La seconda parte della serata è un magico viaggio nel tempo e nello spazio, un’ incontro tra la Valle dell’Agri e le sue fiere montagne con le maestose vette dell’Altai e del Changaj,
con le praterie sterminate degradanti nel deserto del Gobi che si realizza con gli EGSCHIGLEN ("Bella Melodia"), gruppo di musica tradizionale e contemporanea della Mongolia.
Ambasciatori musicali del loro paese, hanno fatto scoprire il carattere audace e tenero della musica mongola, con una interpretazione profonda, delicata e libera.
Il pubblico, davvero entusiasta dell’esibizione, ha ascoltato brani come "Nutgiin Zamd", composizione che descrive un viaggio spirituale con la tecnica khomiko (famosa in Europa come canto overtone o canto di gola) stupendosi di questa particolarissima tecnica, sconosciuta a molti e che ha davvero lasciato a bocca aperta; altro brano particolarmente apprezzato è stato "Chingis Haani Magtal" poema cantato sulla storia del grande Gengis Khan, ed ancora "Velzuur", la danza dei movimenti delle mani con una raffinata coreografia in costume tipico dai colori accesi.
La platea è rimasta colpita anche dagli strumenti, tra cui un grosso violino, con riccio a testa di cavallo e corde ed archetto in crine di cavallo mongolo.
Gli EGSCHIGLEN, per la prima volta in Basilicata, hanno dichiarato di essere rimasti "colpiti dal verde delle montagne, dalla valle e dal cielo terso, quasi un piccolo pezzo della nostra terra qui.
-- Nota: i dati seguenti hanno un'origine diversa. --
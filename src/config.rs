//! Crawler configuration.

/// Default base URL of the admission site.
pub const DEFAULT_BASE_URL: &str = "https://vstup.osvita.ua";
/// Default endpoint of the admissions API.
pub const DEFAULT_API_URL: &str = "https://vstup.osvita.ua/api/";
/// City the first release is scoped to.
pub const DEFAULT_CITY_FILTER: &str = "Київ";

/// Settings for one crawl run.
#[derive(Debug, Clone)]
pub struct CrawlerConfig {
    /// Base URL all site-relative request parameters resolve against.
    pub base_url: String,
    /// Admissions API endpoint for application lookups.
    pub api_url: String,
    /// When set, the universities stage only visits cities with this exact
    /// name. The current release deliberately scopes the crawl to the
    /// capital; `None` crawls every discovered city.
    pub city_filter: Option<String>,
}

impl CrawlerConfig {
    /// Creates a configuration with the production defaults.
    pub fn new() -> Self {
        Self {
            base_url: DEFAULT_BASE_URL.to_string(),
            api_url: DEFAULT_API_URL.to_string(),
            city_filter: Some(DEFAULT_CITY_FILTER.to_string()),
        }
    }

    /// Sets the base URL.
    pub fn with_base_url(mut self, base_url: impl Into<String>) -> Self {
        self.base_url = base_url.into();
        self
    }

    /// Sets the admissions API endpoint.
    pub fn with_api_url(mut self, api_url: impl Into<String>) -> Self {
        self.api_url = api_url.into();
        self
    }

    /// Restricts the crawl to one city by exact name.
    pub fn with_city_filter(mut self, city: impl Into<String>) -> Self {
        self.city_filter = Some(city.into());
        self
    }

    /// Crawls every discovered city.
    pub fn all_cities(mut self) -> Self {
        self.city_filter = None;
        self
    }
}

impl Default for CrawlerConfig {
    fn default() -> Self {
        Self::new()
    }
}
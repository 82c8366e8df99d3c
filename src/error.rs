//! Error types for the crawl library.

use std::fmt;

use thiserror::Error;

/// Result type alias for crawl operations.
pub type Result<T> = std::result::Result<T, CrawlError>;

/// Errors that can occur during a crawl.
#[derive(Error, Debug)]
pub enum CrawlError {
    /// Fatal startup error (missing or empty proxy file, bad settings).
    #[error("configuration error: {0}")]
    Configuration(String),

    /// Every client in the pool has been deactivated.
    #[error("no active proxies left")]
    NoActiveProxies,

    /// The retry budget was exhausted without a successful exchange.
    #[error("all proxies failed for {url}")]
    AllProxiesFailed {
        /// URL of the request that exhausted the pool.
        url: String,
    },

    /// A network failure tagged with a semantic kind.
    #[error("{kind}: {message}")]
    Classified {
        /// Semantic failure category.
        kind: FailureKind,
        /// Human-readable detail.
        message: String,
    },

    /// Response body did not match the expected JSON shape. Never retried.
    #[error("malformed payload: {0}")]
    MalformedPayload(String),

    /// The caller requested cancellation.
    #[error("operation cancelled")]
    Cancelled,

    /// HTTP request failed at the transport level.
    #[error("HTTP request failed: {0}")]
    Http(#[from] reqwest::Error),

    /// URL parsing error.
    #[error("URL parsing error: {0}")]
    UrlParse(#[from] url::ParseError),

    /// Failed to parse a fetched page.
    #[error("failed to parse page: {0}")]
    Parse(String),
}

/// Semantic category of a failed HTTP exchange.
///
/// Derived from the response status or the error message, first match wins.
#[derive(Debug, Clone, Copy, PartialEq, Eq, Hash)]
pub enum FailureKind {
    /// 403 or "forbidden" - the proxy is likely blocked.
    Blocked,
    /// 429 or "too many" - rate limited.
    RateLimited,
    /// 401 or "unauthorized".
    Unauthorized,
    /// 404 or "not found".
    NotFound,
    /// 500 or "internal server".
    ServerError,
    /// 502 or "bad gateway".
    BadGateway,
    /// 503 or "service unavailable".
    ServiceUnavailable,
    /// Anything else that broke at the network level.
    Network,
}

impl FailureKind {
    /// Classifies an error message into a failure kind.
    ///
    /// Matching is case-insensitive and ordered; the first matching
    /// pattern decides the kind.
    pub fn classify(message: &str) -> Self {
        let message = message.to_lowercase();

        if message.contains("403") || message.contains("forbidden") {
            FailureKind::Blocked
        } else if message.contains("429") || message.contains("too many") {
            FailureKind::RateLimited
        } else if message.contains("401") || message.contains("unauthorized") {
            FailureKind::Unauthorized
        } else if message.contains("404") || message.contains("not found") {
            FailureKind::NotFound
        } else if message.contains("500") || message.contains("internal server") {
            FailureKind::ServerError
        } else if message.contains("502") || message.contains("bad gateway") {
            FailureKind::BadGateway
        } else if message.contains("503") || message.contains("service unavailable") {
            FailureKind::ServiceUnavailable
        } else {
            FailureKind::Network
        }
    }

    /// Maps a gating status code (401/403/429) to its failure kind.
    pub fn from_gating_status(status: u16) -> Option<Self> {
        match status {
            401 => Some(FailureKind::Unauthorized),
            403 => Some(FailureKind::Blocked),
            429 => Some(FailureKind::RateLimited),
            _ => None,
        }
    }
}

impl fmt::Display for FailureKind {
    fn fmt(&self, f: &mut fmt::Formatter<'_>) -> fmt::Result {
        let label = match self {
            FailureKind::Blocked => "Blocked (403)",
            FailureKind::RateLimited => "Rate Limited (429)",
            FailureKind::Unauthorized => "Unauthorized (401)",
            FailureKind::NotFound => "Not Found (404)",
            FailureKind::ServerError => "Server Error (500)",
            FailureKind::BadGateway => "Bad Gateway (502)",
            FailureKind::ServiceUnavailable => "Service Unavailable (503)",
            FailureKind::Network => "Network Error",
        };
        f.write_str(label)
    }
}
Poi” dicono “abbiamo visto, mentre suonavamo, molti sorrisi, gioia sui volti e questo è un chiaro messaggio di benvenuto, non solo a noi, ma alla nostra terra ed alla nostra musica che questa sera ha stabilito un dialogo di pace e di armonia con la vostra”. Popolo davvero unico per saggezza e spiritualità, in particolare per il rapporto d’armonia con la natura, vivendo ancora nomade tra le sue sconfinate steppe e praterie. In molti ieri hanno detto di "aver udito" nei loro canti e nella loro musica la voce della Natura.